Judiciário
Condenação de Leto Viana e mais oito é só a primeira. Outras virão da Xeque-Mate
27/08/2021 16:34
Suetoni Souto Maior
Leto Viana ficou preso vários meses em 2018. Foto: Divulgação

A condenação do ex-prefeito de Cabedelo, Leto Viana, e mais oito pessoas investigadas na operação Xeque-Mate, nesta sexta-feira (27), foi apenas a primeira de muitas que virão pela frente. A decisão do juiz Henrique Jorge Jácome de Figueiredo analisou o que foi descrito pelo Ministério Público da Paraíba como “um modelo de governança regado por corrupção”. Tudo iniciado com a compra do mandato de Luceninha e que foi seguido de outras condutas ilegais, segundo o que é sustentado pelo Grupo de Atuação Especial Contra o Crime Organizado (Gaeco).

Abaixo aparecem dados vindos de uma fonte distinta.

//! Display-server capability
//!
//! The window manager talks to the X server only through [`Display`], which
//! keeps the request set small and lets tests record what would have been
//! sent.

use std::sync::Arc;
use tracing::{debug, info};
use x11rb::COPY_DEPTH_FROM_PARENT;
use x11rb::connection::Connection;
use x11rb::protocol::xproto::*;
use x11rb::rust_connection::RustConnection;

use crate::error::WmResult;
use crate::layout::{Rect, Size};
use crate::wm::ewmh::Atoms;

/// Glyph of the standard arrow in the X cursor font
pub const LEFT_PTR: u16 = 68;

/// Window title and class of the viewer
pub const TITLE: &str = "x-ipc-viewer";

/// Requests the window manager issues on its display connection
pub trait Display: Send + Sync {
    /// Size of the screen the viewer opens on
    fn screen_size(&self) -> Size;

    /// Top-level surface covering `size`, receiving structure, expose and input events
    fn create_root(&self, size: Size, background: u32, fullscreen: bool) -> WmResult<u32>;

    /// Child surface of `parent`, receiving expose and button events
    fn create_surface(&self, parent: u32, background: u32) -> WmResult<u32>;

    fn configure(&self, surface: u32, rect: Rect) -> WmResult<()>;
    fn map(&self, surface: u32) -> WmResult<()>;
    fn unmap(&self, surface: u32) -> WmResult<()>;
    fn raise(&self, surface: u32) -> WmResult<()>;
    fn destroy(&self, surface: u32) -> WmResult<()>;

    /// Cursor from the server's cursor font
    fn create_cursor(&self, glyph: u16) -> WmResult<u32>;
    fn set_cursor(&self, surface: u32, cursor: u32) -> WmResult<()>;
    fn free_cursor(&self, cursor: u32) -> WmResult<()>;

    fn flush(&self) -> WmResult<()>;
}

/// [`Display`] over an x11rb connection
pub struct X11Display {
    conn: Arc<RustConnection>,
    screen_num: usize,
    atoms: Atoms,
}

impl X11Display {
    /// Connect to the X server named by `$DISPLAY`
    pub fn connect() -> WmResult<Self> {
        let (conn, screen_num) = RustConnection::connect(None)?;
        info!("Connected to X server, screen {}", screen_num);

        let atoms = Atoms::new(&conn)?;
        Ok(Self {
            conn: Arc::new(conn),
            screen_num,
            atoms,
        })
    }

    pub fn connection(&self) -> Arc<RustConnection> {
        self.conn.clone()
    }

    pub fn atoms(&self) -> &Atoms {
        &self.atoms
    }

    fn screen(&self) -> &Screen {
        &self.conn.setup().roots[self.screen_num]
    }
}

impl Display for X11Display {
    fn screen_size(&self) -> Size {
        let screen = self.screen();
        Size::new(screen.width_in_pixels as u32, screen.height_in_pixels as u32)
    }

    fn create_root(&self, size: Size, background: u32, fullscreen: bool) -> WmResult<u32> {
        let id = self.conn.generate_id()?;
        let mask = EventMask::STRUCTURE_NOTIFY
            | EventMask::EXPOSURE
            | EventMask::KEY_PRESS
            | EventMask::BUTTON_PRESS;

        self.conn
            .create_window(
                COPY_DEPTH_FROM_PARENT,
                id,
                self.screen().root,
                0,
                0,
                clamp_dim(size.width),
                clamp_dim(size.height),
                0,
                WindowClass::INPUT_OUTPUT,
                x11rb::COPY_FROM_PARENT,
                &CreateWindowAux::new()
                    .background_pixel(background)
                    .event_mask(mask),
            )?
            .check()?;

        self.atoms.setup_window(self.conn.as_ref(), id, TITLE)?;
        if fullscreen {
            self.atoms.request_fullscreen(self.conn.as_ref(), id)?;
        }
        self.conn.map_window(id)?;

        debug!("Created root surface {} ({}x{})", id, size.width, size.height);
        Ok(id)
    }

    fn create_surface(&self, parent: u32, background: u32) -> WmResult<u32> {
        let id = self.conn.generate_id()?;
        self.conn
            .create_window(
                COPY_DEPTH_FROM_PARENT,
                id,
                parent,
                0,
                0,
                1,
                1,
                0,
                WindowClass::INPUT_OUTPUT,
                x11rb::COPY_FROM_PARENT,
                &CreateWindowAux::new()
                    .background_pixel(background)
                    .event_mask(EventMask::EXPOSURE | EventMask::BUTTON_PRESS),
            )?
            .check()?;

        // The player connects from another process; the id must exist server-side first
        self.conn.flush()?;
        debug!("Created surface {} in {}", id, parent);
        Ok(id)
    }

    fn configure(&self, surface: u32, rect: Rect) -> WmResult<()> {
        self.conn.configure_window(
            surface,
            &ConfigureWindowAux::new()
                .x(rect.x)
                .y(rect.y)
                .width(clamp_dim(rect.width) as u32)
                .height(clamp_dim(rect.height) as u32),
        )?;
        Ok(())
    }

    fn map(&self, surface: u32) -> WmResult<()> {
        self.conn.map_window(surface)?;
        Ok(())
    }

    fn unmap(&self, surface: u32) -> WmResult<()> {
        self.conn.unmap_window(surface)?;
        Ok(())
    }

    fn raise(&self, surface: u32) -> WmResult<()> {
        self.conn.configure_window(
            surface,
            &ConfigureWindowAux::new().stack_mode(StackMode::ABOVE),
        )?;
        Ok(())
    }

    fn destroy(&self, surface: u32) -> WmResult<()> {
        self.conn.destroy_window(surface)?;
        Ok(())
    }

    fn create_cursor(&self, glyph: u16) -> WmResult<u32> {
        let font = self.conn.generate_id()?;
        self.conn.open_font(font, b"cursor")?.check()?;

        let cursor = self.conn.generate_id()?;
        self.conn.create_glyph_cursor(
            cursor,
            font,
            font,
            glyph,
            glyph + 1,
            0,
            0,
            0,
            0xffff,
            0xffff,
            0xffff,
        )?;
        self.conn.close_font(font)?;
        Ok(cursor)
    }

    fn set_cursor(&self, surface: u32, cursor: u32) -> WmResult<()> {
        self.conn.change_window_attributes(
            surface,
            &ChangeWindowAttributesAux::new().cursor(cursor),
        )?;
        Ok(())
    }

    fn free_cursor(&self, cursor: u32) -> WmResult<()> {
        self.conn.free_cursor(cursor)?;
        Ok(())
    }

    fn flush(&self) -> WmResult<()> {
        self.conn.flush()?;
        Ok(())
    }
}

/// X11 dimensions are 1..=u16::MAX
fn clamp_dim(value: u32) -> u16 {
    value.clamp(1, u16::MAX as u32) as u16
}


#[cfg(test)]
mod tests {
    use super::*;

    #[test]
    fn test_clamp_dim() {
        assert_eq!(clamp_dim(0), 1);
        assert_eq!(clamp_dim(1920), 1920);
        assert_eq!(clamp_dim(100_000), u16::MAX);
    }
}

Nesta denúncia, em específico, houve condenação de Leto Viana a 6 anos de reclusão em regime semiaberto e 30 dias multa. A mulher dele, Jaqueline Monteiro, foi condenada a 5 anos e 4 meses e seis dias de reclusão, além de 25 dias-multa. Ela era a vice-presidente da Câmara Municipal, que era comandada pelo vereador Lúcio José. Este último foi condenado a 6 anos, 4 meses e seis dias de reclusão, além de 25 dias-multa.

Sobraram condenações, também, para os então vereadores Marcos Antônio Silva dos Santos, Inaldo Figueiredo da Silva, Tércio de Figueiredo Dornelas Filho, Antônio Bezerra do Vale Filho, Adeildo Bezerra Duarte, além de Leila Maria Viana do Amaral. Todos condenados a 5 anos e 4 meses. Eles vão ter que pagar, solidariamente, R$ 2 milhões a título de reparação pelos prejuízos ao erário.

Entre os crimes citados na denúncia estão a compra do mandado do ex-prefeito José Maria de Lucena Filho (Luceninha); os cargos fantasmas; a operação tapa-buraco; as negociações envolvendo vereadores; doação de terreno, caso Projecta, Shopping Pátio Intermares; laranjas (interpostas pessoas) usados na ocultação patrimonial de Leto; tentativa de homicídio do vereador Eudes e irregularidades na Câmara Municipal de Cabedelo/PB. Estes casos também foram alvos de denúncias individualizadas.

A operação Xeque-Mate foi deflagrada em abril de 2018. Naquela data, tanto o prefeito quanto dez vereadores da cidade foram afastados dos respectivos mandatos. Leto foi substituído então pelo Vítor Hugo (DEM) no cargo e ele foi eleito posteriormente em eleição suplementar. Hugo, inclusive, foi denunciado na última etapa da Xeque-Mate, por suposto envolvimento com a contratação de servidores fantasmas. Ele nega. Os condenados nesta sexta-feira ainda têm direito a recurso para a segunda instância e todos responderão em liberdade.